‘Paws of Fury: The Legend of Hank’ review: Need more laughter and fun

It’s not every day that you see Richard Pryor listed as one of the screenwriters for a new movie. That’s because of Pryor’s death in 2005. But when I saw his name among the seven book “Paws of Rage: The Legend of Hank,” it gave me an unreasonable jolt of optimism. If you’re wondering what the name Pryor does in a computer-animated comedy about samurai dogs, it’s because the script is attributed to Ed Stone and Nate Hopper – and also to Mel Brooks, Norman Steinberg, Andrew Bergman, Alan Oger and Pryor, who were the five screenwriters on “Blazing Saddles” Famous comedian Mel Brooks Western that premiered in 1974.

“Paws of Fury” was originally titled “Blazing Samurai,” because it (sort of) reprises the premise of “Blazing Saddles,” a movie that Brooks originally wanted to make with Pryor as its star. He was set to play a railroad worker who becomes Rock Ridge’s first black sheriff – all as part of a scheme by the attorney general to wreak havoc in the city, so he can take over (a new railroad will make the place worth millions). But Warner Bros. She didn’t want the insidious Pryor, who can shoot one line like bullets from a Gatling gun, to star in a comedy about the Wild West’s first black mayor. Executives knew it was a box office hit, but thought it was too dangerous. (The studio claimed that its history of drug-related arrests made Pryor uninsurable, an excuse that his extensive later career as a Hollywood star belies.) So they went instead for the cute, safe Clevelon Little (who, it should be said, did a fine career).

The script credit for “Paws of Fury” must be a strange and memorable WGA judging result, given that the movie, regardless of its somewhat complicated premise, wouldn’t make anyone think of “Blazing Saddles.” This movie was naughty and scandalous; This is tame and harmless even by the standards of a comic cartoon for 9-year-olds. And “Blazing Saddles,” vaudeville-on-peut with a flatulence, was a comedic shocker by touching on the third barrier of American racial politics. In “Paws of Fury,” Hank (voiced by Michael Cera), a small dog of honesty, is chosen to be the samurai’s defender of Kakamucho, a town inhabited entirely by cats. They do not like dogs, and therefore do not like Hank. But Eka Cho (Ricky Jervis), a Somali war cat, counts on her disapproval. All this is part of his plot to destroy the city.

Of course, Hank will eventually win over the feline population of Kakamocho (as well as learn how to use a samurai sword very proficiently). I think this is a lesson on prejudice, but it’s not an exciting, interesting or funny one. “Paws of Fury” is a potent, unimagined animated tale that hardly captures the flavor of slick Western comedy. Mel Brooks, who is one of the film’s executive producers, has a voice role – it’s Shogun, who says things like “there’s no business like Shogun’s.” One would want to cut the great Mel, who is 96, some slack, but that’s the line your grandfather probably wasn’t laughing at, and a lot of the humor in “Paws of Fury” is like that. Cough jokes and sit there, like furballs on the rug.

For all the “Blazing Saddles” noise-in-kiddie-drag, the most obvious “Paws of Fury” source it borrows from is “Kung Fu Panda” and its sequels. But these films are buoyed by Jack Black’s zeal and suburban sweetness (Pooh is a rare cartoon hero, like Buzz Lightyear, who’s gorgeous and ridiculous at the same moment). They are high-speed comedies with a quick and snappy wit. Michael Cera can be a snappy geek, but in “Paws of Fury” Hank is said to be a mild-mannered, shy, stubborn person. At one point, after he begins his combat training with Jimbo (Samuel L. Although this is unreasonable, he is an illusion that wears him well. This could have been a way to play the character: like a good dog who would be a badass. But soon Cera returned to his unlovable side character, leaving “Paws of Fury” as a children’s cartoon in search of a center.

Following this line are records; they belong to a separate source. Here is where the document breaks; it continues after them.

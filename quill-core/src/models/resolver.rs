//! `provider/model` identifier parsing and resolution.

use std::fmt;
use std::sync::Arc;

use indexmap::IndexMap;
use thiserror::Error;

use super::presets::builtin_presets;
use super::{Backend, ModelDescriptor};

/// A parsed model reference. `provider/id` with both parts non-empty is
/// explicit; a bare `id` leaves the provider to the caller's default.
#[derive(Debug, Clone, PartialEq, Eq)]
pub struct ModelRef {
    pub provider: Option<String>,
    pub id: String,
}

impl ModelRef {
    pub fn parse(input: &str) -> Result<Self, ResolveError> {
        let trimmed = input.trim();
        if trimmed.is_empty() {
            return Err(ResolveError::InvalidReference(input.to_string()));
        }

        match trimmed.split_once('/') {
            None => Ok(Self {
                provider: None,
                id: trimmed.to_string(),
            }),
            Some((provider, id)) => {
                if provider.is_empty() || id.is_empty() || id.contains('/') {
                    return Err(ResolveError::InvalidReference(input.to_string()));
                }
                Ok(Self {
                    provider: Some(provider.to_string()),
                    id: id.to_string(),
                })
            }
        }
    }
}

impl fmt::Display for ModelRef {
    fn fmt(&self, f: &mut fmt::Formatter<'_>) -> fmt::Result {
        match &self.provider {
            Some(provider) => write!(f, "{provider}/{}", self.id),
            None => f.write_str(&self.id),
        }
    }
}

/// A successful resolution.
#[derive(Debug, Clone)]
pub struct ResolvedModel {
    pub provider: String,
    pub descriptor: Arc<ModelDescriptor>,
}

impl ResolvedModel {
    /// Canonical `provider/id` form; re-parsing this reaches the same
    /// descriptor.
    pub fn canonical(&self) -> String {
        format!("{}/{}", self.provider, self.descriptor.id)
    }
}

#[derive(Debug, Error)]
pub enum ResolveError {
    #[error("invalid model reference '{0}': expected 'provider/model' or a bare model id")]
    InvalidReference(String),

    #[error("unknown model '{reference}'. Available: {available}")]
    UnknownModel {
        reference: String,
        available: String,
    },

    #[error("no provider given for '{0}' and no default provider configured")]
    NoProvider(String),
}

struct ProviderEntry {
    backend: Backend,
    /// alias (stable id or shorthand) -> descriptor. Insertion-ordered so
    /// the catalogue enumerates deterministically.
    aliases: IndexMap<String, Arc<ModelDescriptor>>,
}

/// Maps `provider/model` identifiers to descriptors. Seeded with the
/// built-in catalogue; additional aliases may be registered on top.
pub struct ModelResolver {
    providers: IndexMap<String, ProviderEntry>,
}

impl Default for ModelResolver {
    fn default() -> Self {
        Self::with_builtin_catalogue()
    }
}

impl ModelResolver {
    pub fn empty() -> Self {
        Self {
            providers: IndexMap::new(),
        }
    }

    pub fn with_builtin_catalogue() -> Self {
        let mut resolver = Self::empty();
        for entry in builtin_presets() {
            resolver.register(entry.descriptor.clone());
            for alias in entry.aliases {
                resolver.register_alias(entry.descriptor.backend, alias, &entry.descriptor.id);
            }
        }
        resolver
    }

    /// Register a descriptor under its stable id for its backend provider.
    pub fn register(&mut self, descriptor: Arc<ModelDescriptor>) {
        let provider = self
            .providers
            .entry(descriptor.backend.as_str().to_string())
            .or_insert_with(|| ProviderEntry {
                backend: descriptor.backend,
                aliases: IndexMap::new(),
            });
        provider
            .aliases
            .insert(descriptor.id.clone(), descriptor);
    }

    /// Register a shorthand alias for an already-registered model. Unknown
    /// targets are ignored; the alias map stays many-to-one.
    pub fn register_alias(&mut self, backend: Backend, alias: &str, target_id: &str) {
        if let Some(provider) = self.providers.get_mut(backend.as_str()) {
            if let Some(descriptor) = provider.aliases.get(target_id).cloned() {
                provider.aliases.insert(alias.to_string(), descriptor);
            }
        }
    }

    pub fn backend_of(&self, provider: &str) -> Option<Backend> {
        self.providers.get(provider).map(|entry| entry.backend)
    }

    /// The default model for a provider, when one is flagged.
    pub fn default_for(&self, provider: &str) -> Option<ResolvedModel> {
        let entry = self.providers.get(provider)?;
        entry
            .aliases
            .values()
            .find(|descriptor| descriptor.is_default)
            .map(|descriptor| ResolvedModel {
                provider: provider.to_string(),
                descriptor: descriptor.clone(),
            })
    }

    /// Resolve a reference. Precedence: exact `provider/id` alias, then the
    /// default provider when the reference is bare, then an error that
    /// enumerates what is available.
    pub fn resolve(
        &self,
        reference: &ModelRef,
        default_provider: Option<&str>,
    ) -> Result<ResolvedModel, ResolveError> {
        let provider_name = match &reference.provider {
            Some(provider) => provider.as_str(),
            None => default_provider
                .ok_or_else(|| ResolveError::NoProvider(reference.id.clone()))?,
        };

        if let Some(entry) = self.providers.get(provider_name) {
            if let Some(descriptor) = entry.aliases.get(&reference.id) {
                return Ok(ResolvedModel {
                    provider: provider_name.to_string(),
                    descriptor: descriptor.clone(),
                });
            }
        }

        Err(ResolveError::UnknownModel {
            reference: reference.to_string(),
            available: self.catalogue_summary(),
        })
    }

    /// Parse and resolve in one step.
    pub fn resolve_str(
        &self,
        input: &str,
        default_provider: Option<&str>,
    ) -> Result<ResolvedModel, ResolveError> {
        let reference = ModelRef::parse(input)?;
        self.resolve(&reference, default_provider)
    }

    fn catalogue_summary(&self) -> String {
        let mut parts = Vec::new();
        for (provider, entry) in &self.providers {
            // Stable ids only; shorthand aliases would clutter the message.
            let ids: Vec<&str> = entry
                .aliases
                .iter()
                .filter(|(alias, descriptor)| alias.as_str() == descriptor.id)
                .map(|(alias, _)| alias.as_str())
                .collect();
            parts.push(format!("{provider}: {}", ids.join(", ")));
        }
        parts.join("; ")
    }
}

#[cfg(test)]
mod tests {
    use super::*;
    use pretty_assertions::assert_eq;

    #[test]
    fn parse_explicit_reference() {
        let parsed = ModelRef::parse("gemini/gemini-2.5-flash").unwrap();
        assert_eq!(parsed.provider.as_deref(), Some("gemini"));
        assert_eq!(parsed.id, "gemini-2.5-flash");
    }

    #[test]
    fn parse_bare_reference() {
        let parsed = ModelRef::parse("gpt-4.1").unwrap();
        assert_eq!(parsed.provider, None);
        assert_eq!(parsed.id, "gpt-4.1");
    }

    #[test]
    fn parse_rejects_malformed_shapes() {
        assert!(ModelRef::parse("").is_err());
        assert!(ModelRef::parse("/flash").is_err());
        assert!(ModelRef::parse("gemini/").is_err());
        assert!(ModelRef::parse("a/b/c").is_err());
    }

    #[test]
    fn resolves_exact_alias() {
        let resolver = ModelResolver::default();
        let resolved = resolver
            .resolve_str("gemini/gemini-2.5-flash", None)
            .unwrap();
        assert_eq!(resolved.provider, "gemini");
        assert_eq!(resolved.descriptor.id, "gemini-2.5-flash");
    }

    #[test]
    fn resolves_shorthand_alias() {
        let resolver = ModelResolver::default();
        let resolved = resolver.resolve_str("gemini/flash", None).unwrap();
        assert_eq!(resolved.descriptor.id, "gemini-2.5-flash");
    }

    #[test]
    fn bare_id_uses_default_provider() {
        let resolver = ModelResolver::default();
        let resolved = resolver.resolve_str("gpt-4.1", Some("openai")).unwrap();
        assert_eq!(resolved.provider, "openai");
        assert_eq!(resolved.descriptor.id, "gpt-4.1");
    }

    #[test]
    fn bare_id_without_default_provider_fails() {
        let resolver = ModelResolver::default();
        let err = resolver.resolve_str("gpt-4.1", None).unwrap_err();
        assert!(matches!(err, ResolveError::NoProvider(_)));
    }

    #[test]
    fn unknown_model_error_enumerates_catalogue() {
        let resolver = ModelResolver::default();
        let err = resolver.resolve_str("gemini/nope", None).unwrap_err();
        let message = err.to_string();
        assert!(message.contains("gemini:"));
        assert!(message.contains("gemini-2.5-flash"));
        assert!(message.contains("openai:"));
    }

    #[test]
    fn canonical_form_round_trips() {
        let resolver = ModelResolver::default();
        let resolved = resolver.resolve_str("gemini/flash", None).unwrap();
        let again = resolver.resolve_str(&resolved.canonical(), None).unwrap();
        assert_eq!(again.descriptor, resolved.descriptor);
    }

    #[test]
    fn default_model_is_flagged_per_provider() {
        let resolver = ModelResolver::default();
        let gemini_default = resolver.default_for("gemini").unwrap();
        assert_eq!(gemini_default.descriptor.id, "gemini-2.5-flash");
        let openai_default = resolver.default_for("openai").unwrap();
        assert_eq!(openai_default.descriptor.id, "gpt-4.1");
    }
}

Some of the other voice actors are even better, like Jackson, who makes his lines pop with cheerfulness, and Ricky Gervais, who voices the evil Eka Choo with an inverted logic reminiscent of Russell Brand, or Djimon Hounsou as Sumo, the giant ginger cat warrior who, under that wall of fur, innocent as a pussy But Paws of Fury never really figured out how to make the fight itself a comical spectacle. The film has three directors — Rob Minkoff, who co-directed The Lion King and went on to make overly slapstick “Stuart Little” sitcoms, plus Chris Bailey and Mark Koetzer, neither of whom has made a movie before — and aside from the over-chef factor You feel the whole idea of ​​this project was that the script, with its “Blazing Saddles” magic, would somehow drive it. Unfortunately, those fumes have faded through the decades.